Reputation: 403
I am attempting to write a simple query with path expressions against an Oracle JSON data structure that will return the Student Name and the the name of their CS220 teacher (if they are taking that class).
The JSON:
{
'studentName': 'John Smith',
'classes': [
{
'className': 'CS115',
'teacherName': 'Sally Wilson'
},
{
'className': 'CS220',
'teacherName': 'Jason Wu'
}
]
}
Expected Output
Student Name Professor
John Smith Jason Wu
Jane Doe << Not taking CS220
Ajay Kumar Robert Kroll
The query I would hope to write:
Select
jsonfield.studentName,
jsonfield.classes.<some path expression to find the CS220 professor here>
from mytable
The only solution I have found is to project out the nested 'classes' into a table and join that to the query above to get the professor. I would have thought that Oracle's json path implementation would be able to solve this without the overhead/complexity of a second query.
Upvotes: 0
Views: 1995
Reputation: 191285
In 12cR1 you could do something like:
select jt.studentname,
max(case when jt.classname = 'CS220' then jt.teachername end) as teachername
from mytable mt
cross join json_table (
mt.jsonfield,
'$'
columns (
studentname varchar2(30) path '$.studentName',
nested path '$.classes[*]' columns (
classname varchar2(30) path '$.className',
teachername varchar2(30) path '$.teacherName'
)
)
) jt
group by jt.studentname;
The json_table()
splits the JSON into relational columns; the nested path
means you get one row per class (per student), with the relevant class names and teacher names.

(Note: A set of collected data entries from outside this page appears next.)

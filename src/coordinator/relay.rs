//! Store-and-forward relaying between workers.
//!
//! Each worker connection gets one relay task that owns the connection's
//! read side. Write sides live in a shared [`RouteTable`]; a relay forwards a
//! frame by locking the destination writer, so whole frames never interleave
//! on one connection.

use bytes::Bytes;
use tokio::io::AsyncWrite;
use tokio::sync::Mutex;
use tracing::{debug, info};

use crate::error::{JobError, Result};
use crate::shared::{Address, Envelope, FrameReader, FrameWriter};

/// Write sides of every worker connection, indexed by worker id. Workers
/// closed during dispatch have no entry.
#[derive(Debug)]
pub struct RouteTable<W> {
    routes: Vec<Option<Mutex<FrameWriter<W>>>>,
}

impl<W: AsyncWrite + Unpin> RouteTable<W> {
    /// Builds the table from per-worker writers.
    pub fn new(writers: Vec<Option<FrameWriter<W>>>) -> Self {
        Self {
            routes: writers.into_iter().map(|w| w.map(Mutex::new)).collect(),
        }
    }

    /// Number of slots, including closed workers.
    pub fn len(&self) -> usize {
        self.routes.len()
    }

    /// Whether the table has no slots.
    pub fn is_empty(&self) -> bool {
        self.routes.is_empty()
    }

    /// Whether `worker` can receive frames.
    pub fn is_routable(&self, worker: usize) -> bool {
        matches!(self.routes.get(worker), Some(Some(_)))
    }

    /// Writes `envelope` unchanged to worker `target`.
    pub async fn forward(&self, from: usize, target: usize, envelope: &Envelope) -> Result<()> {
        let Some(Some(route)) = self.routes.get(target) else {
            return Err(JobError::UnknownTarget {
                from,
                target: envelope.target,
            }
            .into());
        };
        let mut writer = route.lock().await;
        writer.write(envelope).await
    }
}

/// How a relay task ended.
#[derive(Debug, Clone, PartialEq, Eq)]
pub enum RelayOutcome {
    /// The worker finished without a result.
    Done,
    /// The worker delivered the final result; the payload is an encoded
    /// module.
    Result(Bytes),
}

/// Forwards frames from `worker` until it sends a terminal frame.
pub async fn relay<R, W>(
    worker: usize,
    mut reader: FrameReader<R>,
    routes: &RouteTable<W>,
) -> Result<RelayOutcome>
where
    R: tokio::io::AsyncRead + Unpin,
    W: AsyncWrite + Unpin,
{
    let mut forwarded = 0usize;
    loop {
        let envelope = reader.read().await?;
        match envelope.address()? {
            Address::Worker(target) => {
                debug!(
                    from = worker,
                    to = target,
                    bytes = envelope.payload.len(),
                    "forwarding frame"
                );
                routes.forward(worker, target, &envelope).await?;
                forwarded += 1;
            }
            Address::Done => {
                info!(worker, forwarded, "worker finished");
                return Ok(RelayOutcome::Done);
            }
            Address::Result => {
                info!(worker, forwarded, "worker delivered the result");
                return Ok(RelayOutcome::Result(envelope.payload));
            }
        }
    }
}

#[cfg(test)]
mod tests {
    use super::*;
    use crate::shared::{Connection, Payload};
    use tokio::io::{DuplexStream, ReadHalf, WriteHalf};

    type Halves = (FrameReader<ReadHalf<DuplexStream>>, FrameWriter<WriteHalf<DuplexStream>>);

    fn pair() -> (Halves, Halves) {
        let (a, b) = tokio::io::duplex(1024);
        (Connection::new(a).into_split(), Connection::new(b).into_split())
    }

    #[tokio::test]
    async fn forwards_until_done() {
        // worker 0 talks to the relay through `w0`; worker 1 listens on `w1`.
        let ((relay_in0, _relay_out0), (_w0_in, mut w0_out)) = pair();
        let ((_relay_in1, relay_out1), (mut w1_in, _w1_out)) = pair();
        let routes = RouteTable::new(vec![None, Some(relay_out1)]);

        let frame = Envelope::new(Address::Worker(1), Payload::Int(9).encode());
        w0_out.write(&frame).await.unwrap();
        w0_out
            .write(&Envelope::new(Address::Done, Payload::Int(0).encode()))
            .await
            .unwrap();

        let outcome = relay(0, relay_in0, &routes).await.unwrap();
        assert_eq!(outcome, RelayOutcome::Done);
        assert_eq!(w1_in.read().await.unwrap(), frame);
    }

    #[tokio::test]
    async fn result_payload_is_surfaced() {
        let ((relay_in, _relay_out), (_w_in, mut w_out)) = pair();
        let routes: RouteTable<WriteHalf<DuplexStream>> = RouteTable::new(vec![None]);

        let payload = Payload::Text("R".into()).encode();
        w_out
            .write(&Envelope::new(Address::Result, payload.clone()))
            .await
            .unwrap();
        assert_eq!(
            relay(0, relay_in, &routes).await.unwrap(),
            RelayOutcome::Result(payload)
        );
    }

    #[tokio::test]
    async fn closed_worker_is_not_routable() {
        let ((relay_in, _relay_out), (_w_in, mut w_out)) = pair();
        let routes: RouteTable<WriteHalf<DuplexStream>> = RouteTable::new(vec![None, None]);
        assert!(!routes.is_routable(1));

        w_out
            .write(&Envelope::new(Address::Worker(1), Bytes::new()))
            .await
            .unwrap();
        let err = relay(0, relay_in, &routes).await.unwrap_err();
        assert!(matches!(
            err,
            crate::Error::Job(JobError::UnknownTarget { from: 0, target: 1 })
        ));
    }

    #[tokio::test]
    async fn peer_hangup_fails_the_relay() {
        let ((relay_in, _relay_out), (w_in, w_out)) = pair();
        drop((w_in, w_out));
        let routes: RouteTable<WriteHalf<DuplexStream>> = RouteTable::new(vec![None]);
        let err = relay(0, relay_in, &routes).await.unwrap_err();
        assert!(err.is_connection_lost(), "{err}");
    }
}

The select list then uses a case expression to change the teacher name to null for any other classes - so John Smith gets one row with CS220 and Jason Wu, and one row with CS115 and null. Aggregating that with max()
collapses those so all the irrelevant teachers are ignored.
With some expanded sample data:
create table mytable (jsonfield clob check (jsonfield is json));
insert into mytable a(jsonfield) values (q'#{
'studentName': 'John Smith',
'classes': [
{
'className': 'CS115',
'teacherName': 'Sally Wilson'
},
{
'className': 'CS220',
'teacherName': 'Jason Wu'
}
]
}#');
insert into mytable a(jsonfield) values (q'#{
'studentName': 'Jane Doe',
'classes': [
{
'className': 'CS115',
'teacherName': 'Sally Wilson'
}
]
}#');
insert into mytable a(jsonfield) values (q'#{
'studentName': 'Ajay Kumar',
'classes': [
{
'className': 'CS220',
'teacherName': 'Robert Kroll'
}
]
}#');
the basic json_table()
call gets:
select jt.*,
case when jt.classname = 'CS220' then jt.teachername end as adjusted_teachername
from mytable mt
cross join json_table (
mt.jsonfield,
'$'
columns (
studentname varchar2(30) path '$.studentName',
nested path '$.classes[*]' columns (
classname varchar2(30) path '$.className',
teachername varchar2(30) path '$.teacherName'
)
)
) jt;
STUDENTNAME CLASSNAME TEACHERNAME ADJUSTED_TEACHERNAME
------------------------------ ------------------------------ ------------------------------ ------------------------------
John Smith CS115 Sally Wilson
John Smith CS220 Jason Wu Jason Wu
Jane Doe CS115 Sally Wilson
Ajay Kumar CS220 Robert Kroll Robert Kroll
Adding the aggregation step gets:
select jt.studentname,
max(case when jt.classname = 'CS220' then jt.teachername end) as teachername
from mytable mt
cross join json_table (
mt.jsonfield,
'$'
columns (
studentname varchar2(30) path '$.studentName',
nested path '$.classes[*]' columns (
classname varchar2(30) path '$.className',
teachername varchar2(30) path '$.teacherName'
)
)
) jt
group by jt.studentname;
STUDENTNAME TEACHERNAME
------------------------------ ------------------------------
John Smith Jason Wu
Jane Doe
Ajay Kumar Robert Kroll
In 12cR2 I think thought you might be able to do something like this instead, with a filter inside the JSON path (which isn't allowed in 12cR1):
select jt.*
from mytable mt
cross join json_table (
mt.jsonfield,
'$'
columns (
studentname varchar2(30) path '$.studentName',
nested path '$.classes[*]?(@.className=="CS220")' columns (
teachername varchar2(30) path '$.teacherName'
)
)
) jt;
... but I don't have a suitable DB to test that against.
... but it turns out that gets "ORA-40553: path expression with predicates not supported in this operation" and "Only JSON_EXISTS supports predicates".